In another Phase II clinical trial of eltrombopag at a dose of 150 mg/day (with adjustments based on ethnicity or age according to indications) (ELT116826) in patients with refractory AA, new cytogenetic abnormalities were observed in 22.6% of adult patients (7/31, of whom 3 had chromosome 7 abnormalities). All 7 patients had normal baseline cytogenetic parameters. Cytogenetic abnormalities were observed in six patients at month 3 of eltrombopag treatment and in one patient at month 6.

During an uncontrolled open-label trial in AA, patients underwent bone marrow aspiration and cytogenetic abnormalities were assessed. Eight (19%) patients developed new cytogenetic abnormalities, including 5 patients with chromosome 7 abnormalities. In two ongoing trials (ELT116826 and ELT116643), cytogenetic abnormalities were detected in 4 out of 28 (14%) and 4 out of 62 (6%) patients, respectively.

Hematologic malignancies.

In an uncontrolled open-label trial in AA, MDS was diagnosed in 3 (7%) patients after treatment with eltrombopag. In two ongoing trials (ELT116826 and ELT116643), MDS and AML were diagnosed in 1 out of 28 (4%) and 1 out of 62 (2%) patients, respectively.

Shelf life. 3 years.

Storage conditions.

Store below 30 °C. Keep out of reach of children.

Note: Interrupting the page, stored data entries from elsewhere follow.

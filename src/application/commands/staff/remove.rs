// src/application/commands/staff/remove.rs
use super::StaffCommandService;
use crate::{
    application::{
        dto::AuthenticatedUser,
        error::{ApplicationError, ApplicationResult},
    },
    domain::publisher::StaffAssignmentId,
};

impl StaffCommandService {
    pub async fn remove(&self, actor: &AuthenticatedUser, id: i64) -> ApplicationResult<()> {
        let admin = self.ensure_administrator(actor).await?;
        let id = StaffAssignmentId::new(id)?;
        let assignment = self
            .staff_repo
            .find_by_id(id)
            .await?
            .ok_or_else(|| ApplicationError::not_found("staff assignment not found"))?;

        self.staff_repo.delete(id).await?;
        tracing::info!(
            publisher_id = %assignment.publisher_id,
            user_id = %assignment.user_id,
            role = %assignment.role,
            removed_by = %admin.id,
            "staff assignment removed"
        );
        Ok(())
    }
}
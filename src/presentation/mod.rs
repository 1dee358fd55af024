// src/presentation/mod.rs
pub mod http;
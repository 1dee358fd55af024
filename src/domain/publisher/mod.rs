pub mod entity;
pub mod repository;
pub mod value_objects;

pub use entity::{NewStaffAssignment, Publisher, StaffAssignment};
pub use repository::{PublisherRepository, StaffRepository};
pub use value_objects::{PublisherId, StaffAssignmentId, StaffRole};
// src/application/services/mod.rs
use std::sync::Arc;

use crate::{
    application::{
        access::AccessResolver,
        commands::{
            content::ContentCommandService, staff::StaffCommandService,
            subscriptions::SubscriptionCommandService,
        },
        ports::{notification::PublishEventSink, security::TokenManager, time::Clock},
        queries::{content::ContentQueryService, subscriptions::SubscriptionQueryService},
    },
    domain::{
        content::{ContentReadRepository, ContentWriteRepository},
        publisher::{PublisherRepository, StaffRepository},
        subscription::SubscriptionRepository,
        user::UserRepository,
    },
};

/// Storage ports the services are wired from.
#[derive(Clone)]
pub struct Repositories {
    pub users: Arc<dyn UserRepository>,
    pub publishers: Arc<dyn PublisherRepository>,
    pub staff: Arc<dyn StaffRepository>,
    pub content_write: Arc<dyn ContentWriteRepository>,
    pub content_read: Arc<dyn ContentReadRepository>,
    pub subscriptions: Arc<dyn SubscriptionRepository>,
}

pub struct ApplicationServices {
    pub content_commands: Arc<ContentCommandService>,
    pub content_queries: Arc<ContentQueryService>,
    pub subscription_commands: Arc<SubscriptionCommandService>,
    pub subscription_queries: Arc<SubscriptionQueryService>,
    pub staff_commands: Arc<StaffCommandService>,
    token_manager: Arc<dyn TokenManager>,
}

impl ApplicationServices {
    pub fn new(
        repos: Repositories,
        token_manager: Arc<dyn TokenManager>,
        events: Arc<dyn PublishEventSink>,
        clock: Arc<dyn Clock>,
    ) -> Self {
        let access = Arc::new(AccessResolver::new(
            Arc::clone(&repos.users),
            Arc::clone(&repos.staff),
        ));

        let content_commands = Arc::new(ContentCommandService::new(
            Arc::clone(&repos.content_write),
            Arc::clone(&repos.content_read),
            Arc::clone(&repos.publishers),
            Arc::clone(&repos.users),
            Arc::clone(&access),
            events,
            Arc::clone(&clock),
        ));
        let content_queries = Arc::new(ContentQueryService::new(
            Arc::clone(&repos.content_read),
            Arc::clone(&access),
        ));
        let subscription_commands = Arc::new(SubscriptionCommandService::new(
            Arc::clone(&repos.subscriptions),
            Arc::clone(&repos.users),
            Arc::clone(&repos.publishers),
            Arc::clone(&clock),
        ));
        let subscription_queries = Arc::new(SubscriptionQueryService::new(
            Arc::clone(&repos.subscriptions),
            Arc::clone(&repos.content_read),
        ));
        let staff_commands = Arc::new(StaffCommandService::new(
            Arc::clone(&repos.staff),
            Arc::clone(&repos.publishers),
            Arc::clone(&repos.users),
            clock,
        ));

        Self {
            content_commands,
            content_queries,
            subscription_commands,
            subscription_queries,
            staff_commands,
            token_manager,
        }
    }

    pub fn token_manager(&self) -> Arc<dyn TokenManager> {
        Arc::clone(&self.token_manager)
    }
}
// src/domain/user/mod.rs
pub mod entity;
pub mod repository;
pub mod value_objects;

pub use entity::User;
pub use repository::UserRepository;
pub use value_objects::{EDITORS_GROUP, EmailAddress, GroupName, Role, UserId, Username};
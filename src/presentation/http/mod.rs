// src/presentation/http/mod.rs
pub mod controllers;
pub mod error;
pub mod extractors;
pub mod openapi;
pub mod routes;
pub mod state;
pub mod content;
pub mod staff;
pub mod subscriptions;
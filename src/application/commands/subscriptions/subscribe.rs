// src/application/commands/subscriptions/subscribe.rs
use super::{SubscriptionCommandService, SubscriptionTargetRef};
use crate::application::{
    dto::{AuthenticatedUser, SubscriptionOutcomeDto},
    error::ApplicationResult,
};

impl SubscriptionCommandService {
    /// Follows a publisher or journalist. Subscribing twice returns the
    /// existing subscription with `already_subscribed` set.
    pub async fn subscribe(
        &self,
        actor: &AuthenticatedUser,
        target: SubscriptionTargetRef,
    ) -> ApplicationResult<SubscriptionOutcomeDto> {
        let reader = self.load_reader(actor).await?;
        let target = self.resolve_existing(target).await?;

        let (subscription, created) = self
            .subscription_repo
            .get_or_create(reader.id, target, self.clock.now())
            .await?;

        if created {
            tracing::info!(subscriber_id = %reader.id, %target, "subscription created");
        }

        Ok(SubscriptionOutcomeDto {
            subscription: subscription.into(),
            already_subscribed: !created,
        })
    }
}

Packaging. 7 tablets per blister pack made of polyamide/aluminum foil/polyvinyl chloride. 4 blisters (for 25 mg tablets) or 2 blisters (for 50 mg tablets) per cardboard box.

Prescription status. Prescription only.

Manufacturers.

  1. Glaxo Wellcome S.A., Spain/

Glaxo Wellcome S.A., Spain (Batch release);

  1. Novartis Farmaceutica, S.A., Spain/

Novartis Farmaceutica, S.A., Spain (Batch release)

  1. Novartis Pharmaceutical Manufacturing LLC, Slovenia/

Novartis Pharmaceutical Manufacturing LLC, Slovenia (Batch release).

Manufacturers' addresses and locations of operations.

  1. Glaxo Wellcome S.A.,

Avda. Extremadura, 3, Pol. Ind. Allendeduero, Aranda de Duero, Burgos, 09400, Spain/

Glaxo Wellcome S.A.,

Avda. Extremadura, 3, Pol. Ind. Allendeduero, Aranda de Duero, Burgos, 09400, Spain.

  1. Novartis Farmaceutica, S.A.,

Gran Via de les Corts Catalanes 764, Barcelona, 08013, Spain/

Novartis Farmaceutica, S.A.,

Gran Via de les Corts Catalanes 764, Barcelona, 08013, Spain

  1. Novartis Pharmaceutical Manufacturing LLC,

Verovskova Ulica 57, Ljubljana, 1000, Slovenia/

Novartis Pharmaceutical Manufacturing LLC,

Verovskova Ulica 57, Ljubljana, 1000, Slovenia.